Madelaine Wank, FCLC 2025
MAJOR: English
BIO: I am from Wheaton IL, a small town in the suburbs of Chicago, and am currently a Junior at Fordham University studying English. This summer I was luck enough to receive funding from the Dean's Summer Research Grant to conduct ethnographic research in Johannesburg, South Africa. This research helped open my eyes to the real world applications related to language, and my major as an English student.

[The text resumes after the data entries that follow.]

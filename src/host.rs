//! Generic canvas simulation host.
//!
//! Owns everything one mounted demo needs: the surface description, the drag
//! state machine, and the redraw flag that drives on-demand scheduling. All
//! cross-frame handles live in this struct, so dropping the host tears the
//! demo down in one place.

use crate::controls::{ControlSet, ControlValue};
use crate::drag::DragController;
use crate::mapper;
use crate::scene::Scene;
use crate::simulation::{Scheduling, Simulation};
use crate::surface::CanvasSurface;
use glam::Vec2;

pub struct SimulationHost {
    sim: Box<dyn Simulation>,
    surface: CanvasSurface,
    drag: DragController,
    needs_redraw: bool,
}

impl SimulationHost {
    pub fn new(sim: Box<dyn Simulation>, css_width: f32, device_pixel_ratio: f32) -> Self {
        let surface =
            CanvasSurface::from_container(css_width, sim.height_policy(), device_pixel_ratio);
        let mut host = Self {
            sim,
            surface,
            drag: DragController::new(),
            needs_redraw: true,
        };
        host.sim.setup(&host.surface);
        host
    }

    pub fn surface(&self) -> &CanvasSurface {
        &self.surface
    }

    pub fn scheduling(&self) -> Scheduling {
        self.sim.scheduling()
    }

    pub fn controls(&self) -> ControlSet {
        self.sim.controls()
    }

    /// Container resize: recompute the surface and re-run demo setup. The
    /// demo decides whether that re-anchors geometry or preserves state.
    pub fn resize(&mut self, css_width: f32, device_pixel_ratio: f32) {
        let surface =
            CanvasSurface::from_container(css_width, self.sim.height_policy(), device_pixel_ratio);
        if surface != self.surface {
            self.surface = surface;
            self.sim.setup(&self.surface);
            self.needs_redraw = true;
        }
    }

    /// Clamp `value` against the demo's declared control range and forward
    /// it. Unknown keys and type mismatches are dropped.
    pub fn set_control(&mut self, key: &str, value: ControlValue) {
        let Some(clamped) = self.sim.controls().clamp(key, value) else {
            log::warn!("ignoring control change for unknown key {key:?}");
            return;
        };
        self.sim.on_control_change(key, &clamped);
        self.needs_redraw = true;
    }

    pub fn action(&mut self, key: &str) {
        self.sim.on_action(key);
        self.needs_redraw = true;
    }

    pub fn pointer_down(&mut self, screen: Vec2) {
        let point = mapper::to_sim(screen, &self.surface, self.sim.origin());
        if self.drag.pointer_down(point, &self.sim.draggables()).is_some() {
            self.needs_redraw = true;
        }
    }

    pub fn pointer_move(&mut self, screen: Vec2) {
        let point = mapper::to_sim(screen, &self.surface, self.sim.origin());
        if let Some((target, position)) = self.drag.pointer_move(point) {
            self.sim.drag(target, position);
            self.needs_redraw = true;
        }
    }

    /// Release or cancel; ends the drag session.
    pub fn pointer_up(&mut self) {
        if self.drag.armed().is_some() {
            self.needs_redraw = true;
        }
        self.drag.pointer_up();
    }

    /// Advance continuous demos by one fixed timestep. Returns whether a
    /// step was taken.
    pub fn tick(&mut self, dt: f32) -> bool {
        match self.sim.scheduling() {
            Scheduling::Continuous => {
                self.sim.step(dt);
                self.needs_redraw = true;
                true
            }
            Scheduling::OnDemand => false,
        }
    }

    /// Build the next frame, or None when nothing changed since the last
    /// one (on-demand demos idle between inputs).
    pub fn frame(&mut self) -> Option<Scene> {
        if !self.needs_redraw {
            return None;
        }
        self.needs_redraw = false;
        let mut scene = Scene::new();
        self.sim.draw(&mut scene, &self.surface, self.drag.armed());
        Some(scene)
    }
}
//! wgpu presentation of scene display lists.
//!
//! One alpha-blended triangle pipeline draws everything. Geometry arrives in
//! CSS pixel coordinates; the vertex shader maps them to clip space through a
//! viewport uniform, so tessellation never needs to know the backing-store
//! scale. Each frame is cleared to the scene background and replayed in full.

pub mod gpu;
pub mod tessellate;
pub mod text;

use crate::scene::Scene;
use crate::surface::CanvasSurface;
use gpu::GpuContext;
use tessellate::{tessellate, Vertex};
use wgpu::util::DeviceExt;

/// Initial vertex buffer capacity; grows geometrically when a scene outruns it.
const INITIAL_VERTEX_CAPACITY: usize = 4096;

#[repr(C)]
#[derive(Debug, Copy, Clone, bytemuck::Pod, bytemuck::Zeroable)]
struct ViewportUniform {
    /// Logical (CSS pixel) size of the drawing surface.
    size: [f32; 2],
    _pad: [f32; 2],
}

pub struct Renderer {
    surface: wgpu::Surface<'static>,
    config: wgpu::SurfaceConfiguration,
    render_pipeline: wgpu::RenderPipeline,
    vertex_buffer: wgpu::Buffer,
    vertex_capacity: usize,
    vertex_count: u32,
    viewport_buffer: wgpu::Buffer,
    bind_group: wgpu::BindGroup,
    clear_color: wgpu::Color,
}

impl Renderer {
    pub fn new(
        window: &winit::window::Window,
        gpu: &GpuContext,
        canvas: &CanvasSurface,
    ) -> Result<Self, Box<dyn std::error::Error>> {
        let surface = unsafe {
            let surface = gpu
                .instance
                .create_surface_unsafe(wgpu::SurfaceTargetUnsafe::from_window(window)?)?;
            std::mem::transmute::<wgpu::Surface<'_>, wgpu::Surface<'static>>(surface)
        };

        let surface_caps = surface.get_capabilities(&gpu.adapter);
        let surface_format = surface_caps
            .formats
            .iter()
            .find(|f| f.is_srgb())
            .copied()
            .unwrap_or(surface_caps.formats[0]);

        let size = window.inner_size();
        let config = wgpu::SurfaceConfiguration {
            usage: wgpu::TextureUsages::RENDER_ATTACHMENT,
            format: surface_format,
            width: size.width.max(1),
            height: size.height.max(1),
            present_mode: wgpu::PresentMode::Fifo,
            alpha_mode: surface_caps.alpha_modes[0],
            view_formats: vec![],
            desired_maximum_frame_latency: 2,
        };
        surface.configure(&gpu.device, &config);

        let viewport_buffer = gpu
            .device
            .create_buffer_init(&wgpu::util::BufferInitDescriptor {
                label: Some("Viewport Buffer"),
                contents: bytemuck::cast_slice(&[ViewportUniform {
                    size: [canvas.width, canvas.height],
                    _pad: [0.0; 2],
                }]),
                usage: wgpu::BufferUsages::UNIFORM | wgpu::BufferUsages::COPY_DST,
            });

        let vertex_capacity = INITIAL_VERTEX_CAPACITY;
        let vertex_buffer = Self::create_vertex_buffer(gpu, vertex_capacity);

        let bind_group_layout =
            gpu.device
                .create_bind_group_layout(&wgpu::BindGroupLayoutDescriptor {
                    label: Some("Canvas Bind Group Layout"),
                    entries: &[wgpu::BindGroupLayoutEntry {
                        binding: 0,
                        visibility: wgpu::ShaderStages::VERTEX,
                        ty: wgpu::BindingType::Buffer {
                            ty: wgpu::BufferBindingType::Uniform,
                            has_dynamic_offset: false,
                            min_binding_size: None,
                        },
                        count: None,
                    }],
                });

        let bind_group = gpu.device.create_bind_group(&wgpu::BindGroupDescriptor {
            label: Some("Canvas Bind Group"),
            layout: &bind_group_layout,
            entries: &[wgpu::BindGroupEntry {
                binding: 0,
                resource: viewport_buffer.as_entire_binding(),
            }],
        });

        let shader = gpu.device.create_shader_module(wgpu::ShaderModuleDescriptor {
            label: Some("Canvas Shader"),
            source: wgpu::ShaderSource::Wgsl(include_str!("shaders/canvas.wgsl").into()),
        });

        let render_pipeline =
            Self::create_render_pipeline(gpu, &shader, &bind_group_layout, config.format);

        Ok(Self {
            surface,
            config,
            render_pipeline,
            vertex_buffer,
            vertex_capacity,
            vertex_count: 0,
            viewport_buffer,
            bind_group,
            clear_color: wgpu::Color::BLACK,
        })
    }

    /// Tessellate and upload the next frame's display list.
    pub fn upload(&mut self, gpu: &GpuContext, scene: &Scene) {
        if let Some([r, g, b, a]) = scene.background() {
            self.clear_color = wgpu::Color {
                r: r as f64,
                g: g as f64,
                b: b as f64,
                a: a as f64,
            };
        }

        let vertices = tessellate(scene);
        if vertices.len() > self.vertex_capacity {
            let mut capacity = self.vertex_capacity;
            while capacity < vertices.len() {
                capacity *= 2;
            }
            self.vertex_buffer = Self::create_vertex_buffer(gpu, capacity);
            self.vertex_capacity = capacity;
        }
        if !vertices.is_empty() {
            gpu.queue
                .write_buffer(&self.vertex_buffer, 0, bytemuck::cast_slice(&vertices));
        }
        self.vertex_count = vertices.len() as u32;
    }

    pub fn render(&self, gpu: &GpuContext) -> Result<(), wgpu::SurfaceError> {
        let output = self.surface.get_current_texture()?;
        let view = output
            .texture
            .create_view(&wgpu::TextureViewDescriptor::default());

        let mut encoder = gpu
            .device
            .create_command_encoder(&wgpu::CommandEncoderDescriptor {
                label: Some("Render Encoder"),
            });

        {
            let mut render_pass = encoder.begin_render_pass(&wgpu::RenderPassDescriptor {
                label: Some("Canvas Render Pass"),
                color_attachments: &[Some(wgpu::RenderPassColorAttachment {
                    view: &view,
                    resolve_target: None,
                    ops: wgpu::Operations {
                        load: wgpu::LoadOp::Clear(self.clear_color),
                        store: wgpu::StoreOp::Store,
                    },
                })],
                depth_stencil_attachment: None,
                timestamp_writes: None,
                occlusion_query_set: None,
            });

            if self.vertex_count > 0 {
                render_pass.set_pipeline(&self.render_pipeline);
                render_pass.set_bind_group(0, &self.bind_group, &[]);
                render_pass.set_vertex_buffer(0, self.vertex_buffer.slice(..));
                render_pass.draw(0..self.vertex_count, 0..1);
            }
        }

        gpu.queue.submit(Some(encoder.finish()));
        output.present();

        Ok(())
    }

    /// Reconfigure for a new window size. `canvas` supplies the logical size
    /// the viewport uniform maps geometry against.
    pub fn resize(
        &mut self,
        gpu: &GpuContext,
        new_size: winit::dpi::PhysicalSize<u32>,
        canvas: &CanvasSurface,
    ) {
        if new_size.width > 0 && new_size.height > 0 {
            self.config.width = new_size.width;
            self.config.height = new_size.height;
            self.surface.configure(&gpu.device, &self.config);

            gpu.queue.write_buffer(
                &self.viewport_buffer,
                0,
                bytemuck::cast_slice(&[ViewportUniform {
                    size: [canvas.width, canvas.height],
                    _pad: [0.0; 2],
                }]),
            );
        }
    }

    fn create_vertex_buffer(gpu: &GpuContext, capacity: usize) -> wgpu::Buffer {
        gpu.device.create_buffer(&wgpu::BufferDescriptor {
            label: Some("Canvas Vertex Buffer"),
            size: (capacity * std::mem::size_of::<Vertex>()) as u64,
            usage: wgpu::BufferUsages::VERTEX | wgpu::BufferUsages::COPY_DST,
            mapped_at_creation: false,
        })
    }

    fn create_render_pipeline(
        gpu: &GpuContext,
        shader: &wgpu::ShaderModule,
        bind_group_layout: &wgpu::BindGroupLayout,
        surface_format: wgpu::TextureFormat,
    ) -> wgpu::RenderPipeline {
        let pipeline_layout = gpu
            .device
            .create_pipeline_layout(&wgpu::PipelineLayoutDescriptor {
                label: Some("Canvas Pipeline Layout"),
                bind_group_layouts: &[bind_group_layout],
                push_constant_ranges: &[],
            });

        gpu.device
            .create_render_pipeline(&wgpu::RenderPipelineDescriptor {
                label: Some("Canvas Pipeline"),
                layout: Some(&pipeline_layout),
                vertex: wgpu::VertexState {
                    module: shader,
                    entry_point: "vs_main",
                    buffers: &[Self::vertex_buffer_layout()],
                },
                fragment: Some(wgpu::FragmentState {
                    module: shader,
                    entry_point: "fs_main",
                    targets: &[Some(wgpu::ColorTargetState {
                        format: surface_format,
                        blend: Some(wgpu::BlendState::ALPHA_BLENDING),
                        write_mask: wgpu::ColorWrites::ALL,
                    })],
                }),
                primitive: wgpu::PrimitiveState {
                    topology: wgpu::PrimitiveTopology::TriangleList,
                    strip_index_format: None,
                    front_face: wgpu::FrontFace::Ccw,
                    cull_mode: None,
                    unclipped_depth: false,
                    polygon_mode: wgpu::PolygonMode::Fill,
                    conservative: false,
                },
                depth_stencil: None,
                multisample: wgpu::MultisampleState::default(),
                multiview: None,
            })
    }

    fn vertex_buffer_layout() -> wgpu::VertexBufferLayout<'static> {
        wgpu::VertexBufferLayout {
            array_stride: std::mem::size_of::<Vertex>() as u64,
            step_mode: wgpu::VertexStepMode::Vertex,
            attributes: &[
                wgpu::VertexAttribute {
                    offset: 0,
                    shader_location: 0,
                    format: wgpu::VertexFormat::Float32x2,
                },
                wgpu::VertexAttribute {
                    offset: 2 * 4,
                    shader_location: 1,
                    format: wgpu::VertexFormat::Float32x4,
                },
            ],
        }
    }
}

PROJECT TITLE: The Three2Six Program in Johannesburg: Teaching English to the Children of Refugees, Asylum-Seekers and Other Migrants in Johannesburg, South Africa
MENTOR: Ronald Nerio, Department of Sociology
ABSTRACT: This project is a study of the considerations and attitudes around the choice to teach English at the Three2Six program– an educational program in Johannesburg, South Africa, that provides education, along with transportation and meals, to hundreds of children of refugees, asylum-seekers, and other migrants who are from, or whose parents are from, Congo, Malawi, Mozambique, Somalia, Zimbabwe, and other countries. Through ethnographic research methods, such as participant observation and interviews, it investigates the questions: How does the program teach English to children from a variety of language backgrounds? How do refugee children learn about “South Africanness'' through this English education program? It uses an analysis of field experience to show that language education was a foremost concern of the teachers and administrators at the program and to explain the ways in which the program viewed English education as parallel to future success in Johannesburg. A literature review is used to expand the study’s focus; it places the Three2Six program in the context of its location in South Africa– a multilingual country with a history of colonization and apartheid that recognizes 11 official languages– and, more specifically, in the multicultural city of Johannesburg. The study reveals the complexity of the forces at play in the choice of English education at the Three2Six program. It argues that English language education is not simply related to language but encompasses concerns about immigration, xenophobia, and identity.